De repente, ir do norte para o sul de França e do norte da Europa para Espanha (ou vice-versa) era uma experiência fácil.
Foster diz que ficou “encantado” com a mudança de opinião dos residentes. “Uma ponte tem a ver com comunicação no sentido mais lato, não só ligando dois planaltos, mas também ligando pessoas”.
Atualmente, o viaduto “trouxe muitos turistas à descoberta de Millau”, diz Gazel.
“Muitos vêm pelo viaduto, mas descobrem todas as outras facetas da nossa região. Outros viajam de férias e fazem uma paragem. Millau já não é um ponto negro. Tornou-se um destino - os turistas escolhem visitar Millau e já não têm de suportar os terríveis engarrafamentos. Por isso, a cidade não se esvaziou, pelo contrário”, acrescenta.
Para além de ser uma zona de grande beleza natural, Millau tem história. No tempo dos romanos, era famosa pela sua cerâmica, que era exportada para todo o império, desde o norte de África até Inglaterra.
Os visitantes podem caminhar à volta da base dos famosos cais ou dar um passeio de barco sob o viaduto.
Um longo futuro pela frente
Atualmente, à medida que se aproxima do seu 20.º aniversário, o Viaduto de Millau continua de pé. Virlogeux diz estar “confiante... que pode resistir durante muito tempo”. Enquanto continua a trabalhar na ponte da Normandia, que precisa de manutenção regular, deixou de trabalhar em Millau há muito tempo.
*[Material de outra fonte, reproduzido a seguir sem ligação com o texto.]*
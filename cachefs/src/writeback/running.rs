use std::collections::{BTreeMap, HashMap};
use std::path::{Path, PathBuf};
use std::sync::{Mutex, MutexGuard, PoisonError};

use super::Job;

/// Result of asking the RunningSet to admit a job.
#[derive(Debug, Clone, Copy, PartialEq, Eq)]
pub enum Admission {
    Admitted,
    /// The concurrency ceiling is reached.
    AtCapacity,
    /// A job for the same content path is already running.
    Busy,
}

/// In-flight replication jobs keyed by content path, bounded by a ceiling.
#[derive(Debug)]
pub struct RunningSet {
    ceiling: usize,
    jobs: Mutex<HashMap<PathBuf, Job>>,
}

impl RunningSet {
    /// A ceiling of zero is raised to one.
    pub fn new(ceiling: usize) -> Self {
        Self {
            ceiling: ceiling.max(1),
            jobs: Mutex::new(HashMap::new()),
        }
    }

    fn jobs(&self) -> MutexGuard<'_, HashMap<PathBuf, Job>> {
        self.jobs.lock().unwrap_or_else(PoisonError::into_inner)
    }

    pub fn ceiling(&self) -> usize {
        self.ceiling
    }

    /// Record `job` as running if the ceiling allows and nothing else is
    /// running for its content path.
    pub fn try_admit(&self, job: &Job) -> Admission {
        let mut jobs = self.jobs();
        if jobs.len() >= self.ceiling {
            return Admission::AtCapacity;
        }
        if jobs.contains_key(&job.content) {
            return Admission::Busy;
        }
        jobs.insert(job.content.clone(), job.clone());
        Admission::Admitted
    }

    pub fn finish(&self, content: &Path) -> Option<Job> {
        self.jobs().remove(content)
    }

    pub fn len(&self) -> usize {
        self.jobs().len()
    }

    pub fn is_empty(&self) -> bool {
        self.jobs().is_empty()
    }

    pub fn is_full(&self) -> bool {
        self.jobs().len() >= self.ceiling
    }

    /// Copy of the running jobs, ordered by content path.
    pub fn snapshot(&self) -> BTreeMap<String, Job> {
        self.jobs()
            .iter()
            .map(|(k, v)| (k.display().to_string(), v.clone()))
            .collect()
    }
}

#[cfg(test)]
mod tests {
    use super::*;

    fn job(content: &str) -> Job {
        Job::write_back(
            PathBuf::from(format!("/src{content}")),
            PathBuf::from(format!("/cache{content}")),
            1,
        )
    }

    #[test]
    fn test_admit_until_ceiling() {
        let set = RunningSet::new(2);
        assert_eq!(set.try_admit(&job("/a")), Admission::Admitted);
        assert_eq!(set.try_admit(&job("/b")), Admission::Admitted);
        assert!(set.is_full());
        assert_eq!(set.try_admit(&job("/c")), Admission::AtCapacity);

        assert!(set.finish(Path::new("/cache/a")).is_some());
        assert_eq!(set.try_admit(&job("/c")), Admission::Admitted);
        assert_eq!(set.len(), 2);
    }

    #[test]
    fn test_same_content_is_busy() {
        let set = RunningSet::new(4);
        assert_eq!(set.try_admit(&job("/a")), Admission::Admitted);
        assert_eq!(set.try_admit(&job("/a")), Admission::Busy);
        set.finish(Path::new("/cache/a"));
        assert!(set.is_empty());
        assert_eq!(set.try_admit(&job("/a")), Admission::Admitted);
    }

    #[test]
    fn test_zero_ceiling_is_one() {
        let set = RunningSet::new(0);
        assert_eq!(set.ceiling(), 1);
        assert_eq!(set.try_admit(&job("/a")), Admission::Admitted);
        assert_eq!(set.try_admit(&job("/b")), Admission::AtCapacity);
    }

    #[test]
    fn test_snapshot_serializes() {
        let set = RunningSet::new(4);
        set.try_admit(&job("/b"));
        set.try_admit(&job("/a"));
        let snap = set.snapshot();
        let keys: Vec<_> = snap.keys().cloned().collect();
        assert_eq!(keys, vec!["/cache/a".to_string(), "/cache/b".to_string()]);

        let json = serde_json::to_value(&snap).unwrap();
        assert_eq!(json["/cache/a"]["kind"], "WriteBack");
        assert_eq!(json["/cache/a"]["target"], "/src/a");
    }
}
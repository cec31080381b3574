use tokio::sync::mpsc::{self, error::TrySendError};

use super::Job;
use crate::path::{self, PathResolver};

/// Producer side of the replication channel.
///
/// Enqueuing never blocks: when the channel is full or the worker is gone
/// the job is dropped, since replication is best-effort.
#[derive(Debug, Clone)]
pub struct JobQueue {
    tx: Option<mpsc::Sender<Job>>,
    resolver: PathResolver,
    max_attempts: u32,
}

impl JobQueue {
    pub fn new(tx: mpsc::Sender<Job>, resolver: PathResolver, max_attempts: u32) -> Self {
        Self {
            tx: Some(tx),
            resolver,
            max_attempts,
        }
    }

    /// A queue that silently discards everything (write-back disabled).
    pub fn disabled(resolver: PathResolver) -> Self {
        Self {
            tx: None,
            resolver,
            max_attempts: 0,
        }
    }

    pub fn is_enabled(&self) -> bool {
        self.tx.is_some()
    }

    pub fn write_back(&self, rel: &str) -> bool {
        let job = Job::write_back(
            self.resolver.source_path(rel),
            self.resolver.cache_path(rel),
            self.max_attempts,
        );
        self.submit(rel, job)
    }

    pub fn delete_back(&self, rel: &str) -> bool {
        let job = Job::delete_back(
            self.resolver.source_path(rel),
            self.resolver.cache_path(rel),
            self.max_attempts,
        );
        self.submit(rel, job)
    }

    fn submit(&self, rel: &str, job: Job) -> bool {
        let Some(tx) = &self.tx else {
            return false;
        };
        if path::touches_tombstone(rel) {
            return false;
        }
        match tx.try_send(job) {
            Ok(()) => true,
            Err(TrySendError::Full(job)) => {
                debug!("replication queue full, dropping {job}");
                false
            }
            Err(TrySendError::Closed(job)) => {
                debug!("replication worker gone, dropping {job}");
                false
            }
        }
    }
}
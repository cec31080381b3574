// Copyright (C) 2024 rk8s authors
// SPDX-License-Identifier: MIT OR Apache-2.0

//! Path-based overlay of a writable cache tree on top of a slow source
//! tree.
//!
//! Reads fall through to the source until an entry is first opened, at
//! which point it is copied into the cache and served from there. Every
//! mutation lands in the cache synchronously and is then offered to the
//! write-back queue. Deletions are recorded as tombstones so they hide the
//! source entry immediately, whether or not replication ever succeeds.

use std::collections::{BTreeMap, HashMap};
use std::fs::{self, DirBuilder, File, OpenOptions};
use std::io;
use std::os::fd::IntoRawFd;
use std::os::unix::fs::{DirBuilderExt, FileExt, OpenOptionsExt, PermissionsExt};
use std::path::{Path, PathBuf};
use std::sync::atomic::{AtomicU64, Ordering};
use std::sync::{Arc, Mutex, MutexGuard, PoisonError};
use std::time::{SystemTime, UNIX_EPOCH};

use nix::sys::stat::{UtimensatFlags, utimensat};
use nix::sys::statvfs::{Statvfs, statvfs};
use nix::sys::time::TimeSpec;

use crate::error::{CacheFsError, Result};
use crate::loader::{self, CacheLoader};
use crate::locks::PathLocks;
use crate::path::{self, PathResolver};
use crate::tombstone::TombstoneStore;
use crate::writeback::JobQueue;

/// Open flags passed through to the cache file besides the access mode.
const PASSTHROUGH_FLAGS: i32 = libc::O_SYNC | libc::O_DSYNC;

/// One merged directory entry.
#[derive(Debug, Clone)]
pub struct DirEntry {
    pub name: String,
    pub kind: fs::FileType,
}

pub struct CacheFs {
    resolver: PathResolver,
    tombstones: TombstoneStore,
    loader: CacheLoader,
    queue: JobQueue,
    locks: PathLocks,
    handles: Mutex<HashMap<u64, Arc<File>>>,
    next_fh: AtomicU64,
}
use std::collections::hash_map::DefaultHasher;
use std::hash::{Hash, Hasher};
use std::sync::{Mutex, MutexGuard, PoisonError};

const DEFAULT_STRIPES: usize = 64;

/// Striped mutexes keyed by relative path. Two mutations of the same path
/// never run at once; unrelated paths only contend on a hash collision.
#[derive(Debug)]
pub struct PathLocks {
    stripes: Vec<Mutex<()>>,
}

pub struct PathGuard<'a> {
    _first: MutexGuard<'a, ()>,
    _second: Option<MutexGuard<'a, ()>>,
}

impl Default for PathLocks {
    fn default() -> Self {
        Self::with_stripes(DEFAULT_STRIPES)
    }
}

impl PathLocks {
    pub fn with_stripes(n: usize) -> Self {
        let n = n.max(1);
        Self {
            stripes: (0..n).map(|_| Mutex::new(())).collect(),
        }
    }

    fn stripe(&self, rel: &str) -> usize {
        let mut h = DefaultHasher::new();
        rel.hash(&mut h);
        (h.finish() as usize) % self.stripes.len()
    }

    fn acquire(&self, idx: usize) -> MutexGuard<'_, ()> {
        self.stripes[idx]
            .lock()
            .unwrap_or_else(PoisonError::into_inner)
    }

    pub fn lock(&self, rel: &str) -> PathGuard<'_> {
        PathGuard {
            _first: self.acquire(self.stripe(rel)),
            _second: None,
        }
    }

    /// Lock two paths, always in stripe order so concurrent renames in
    /// opposite directions cannot deadlock.
    pub fn lock_pair(&self, a: &str, b: &str) -> PathGuard<'_> {
        let (x, y) = (self.stripe(a), self.stripe(b));
        if x == y {
            return PathGuard {
                _first: self.acquire(x),
                _second: None,
            };
        }
        let (lo, hi) = if x < y { (x, y) } else { (y, x) };
        let first = self.acquire(lo);
        let second = self.acquire(hi);
        PathGuard {
            _first: first,
            _second: Some(second),
        }
    }
}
De acordo com os números de Foster, o viaduto poupa todos os anos cerca de 40 mil toneladas de emissões de CO2 só dos veículos pesados de mercadorias, o equivalente a 40 mil árvores que absorvem as emissões durante 40 anos.
Gazel diz que o viaduto - que faz parte da autoestrada A75 - mudou a imagem da sua cidade.
“Quando digo que sou presidente da câmara de Millau, não importa em que parte do mundo estou, toda a gente conhece Millau, graças ao viaduto”, acrescenta. “A proeza arquitetónica e tecnológica, 20 anos depois, continua a ser inovadora, continua a ser extraordinária.”